Alaska's plans would use the $5.9 billion pipeline — one part of the proposed 800-mile-long, 42-inch-diameter line that would feed the planned LNG terminal in southern Alaska — as a first step toward advancing the broader project. To do this, the state-run Alaska Gasline Development Corp., or AGDC, said it will seek federal clean energy infrastructure funding to cover about 75% of the pipeline costs and will rely on a private partner to cover the rest of the project costs while spearheading the line's development.
"This is an initial phase of the project we feel will significantly de-risk the Alaska LNG project in total," AGDC President Frank Richards said in an interview Feb. 8. "Why? Because the pipeline that leaves from the north part of the state to the southern part of the state was always going to be one of the higher-risk elements of the project."
Richards said the new approach would also reduce costs associated with the LNG export project the state wants to turn over to private interests.
The AGDC on Feb. 4 approved a resolution for the state agency to work with a "lead private sector party" for the first phase. "The private sector would build, own, and operate," according to a report presented during the meeting.
The state developer has not identified the private party it is working with, citing ongoing commercial negotiations. Richards said he hopes to name the private partner at the state corporation's next board meeting in March.
Larry Persily, a former federal coordinator for Alaska gas pipeline projects under the Obama administration, said the state's new plan is likely to fail.
"The project is dead," Persily said in an interview. "It's been dead for a while, and reconfiguring it to be a smaller dead project is the same outcome."
Building infrastructure to export otherwise stranded North Slope gas resources, amounting to about 35 Tcf of proven gas reserves, has been a goal for the state for decades.
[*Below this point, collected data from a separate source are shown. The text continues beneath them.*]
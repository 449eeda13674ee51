//! Concurrent access to the reading store.

use glove_monitor::{FingerId, ReadingStore};
use std::sync::atomic::{AtomicUsize, Ordering};
use std::sync::Arc;
use std::thread;

#[test]
fn test_disjoint_writers_never_interfere() {
    let store = Arc::new(ReadingStore::new());

    let writers: Vec<_> = FingerId::ALL
        .into_iter()
        .map(|finger| {
            let store = Arc::clone(&store);
            thread::spawn(move || {
                for step in 0..=1000u16 {
                    store.set(finger, step + finger.ordinal() as u16);
                }
            })
        })
        .collect();
    for writer in writers {
        writer.join().unwrap();
    }

    for finger in FingerId::ALL {
        assert_eq!(store.get(finger), 1000 + finger.ordinal() as u16);
    }
}

#[test]
fn test_readers_see_whole_values() {
    let store = Arc::new(ReadingStore::new());
    let writer = {
        let store = Arc::clone(&store);
        thread::spawn(move || {
            for _ in 0..5000 {
                store.set(FingerId::LeftRing, 0x0fff);
                store.set(FingerId::LeftRing, 0x0100);
            }
        })
    };

    for _ in 0..5000 {
        let value = store.get(FingerId::LeftRing);
        assert!(matches!(value, 0 | 0x0100 | 0x0fff), "torn value {:#x}", value);
    }
    writer.join().unwrap();
}

#[test]
fn test_repeated_writes_still_notify() {
    let store = ReadingStore::new();
    let notified = Arc::new(AtomicUsize::new(0));
    let counter = Arc::clone(&notified);
    store.subscribe(move |_| {
        counter.fetch_add(1, Ordering::SeqCst);
    });

    store.set(FingerId::RightMiddle, 77);
    store.set(FingerId::RightMiddle, 77);

    assert_eq!(store.get(FingerId::RightMiddle), 77);
    assert_eq!(notified.load(Ordering::SeqCst), 2);
}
The advantage of a major LNG export plant in Alaska would be a shorter shipping route to major demand markets in Asia than for rival Gulf Coast projects. The Alaska LNG export terminal, on the Kenai Peninsula in Nikiski, would be capable of producing 20 million tonnes per year of LNG.
The Alaska LNG project hit a major development milestone in 2020 when the Federal Energy Regulatory Commission granted Natural Gas Act certificate approval, which is the subject of a court challenge by environmental groups. Richards said the state agency is confident that its new approach is consistent with the project FERC authorized.
But Alaska LNG has faced persistent challenges, including a lack of customers and a price tag that remains high at about $38.7 billion even after cost-cutting efforts. By starting with the pipeline to Fairbanks, state leaders would like to reap near-term economic benefits after a hard hit from the COVID-19 pandemic and also deliver cleaner-burning natural gas to Alaskans in the state's interior who rely on diesel fuel or wood. If the plan is successful, the pipeline could start delivering gas in 2025, Richards said.
Persily questioned the economics of building a multibillion-dollar pipeline to supply gas to the Fairbanks area of fewer than 100,000. And he described the state's expectation that the federal government would supply 75% of the pipeline costs as unrealistic.
"Do they really think the Biden administration, this Congress and this country is going to contribute $4.5 billion to a fossil fuel pipeline in the Arctic in 2021?" Persily said.
Alaska's Republican governor, Mike Dunleavy, called federal funding a "real possibility" in a Feb. 1 editorial published in the Anchorage Daily News announcing the new plan. Dunleavy has repeatedly questioned the economics of the Alaska LNG project and the state's role in managing. His editorial mentioned that he "was a skeptic of the previous proposal myself." That skepticism prompted the state to work on "developing a phased, manageable plan that addresses these past points of failure," the governor wrote.
"It's a phased approach, which is something different than we thought about previously," Richards said. "And this initial phase, from the governor's perspective, is about cleaner-burning energy for Alaskans, Alaska's rural native communities, and cleaning up the air in Fairbanks."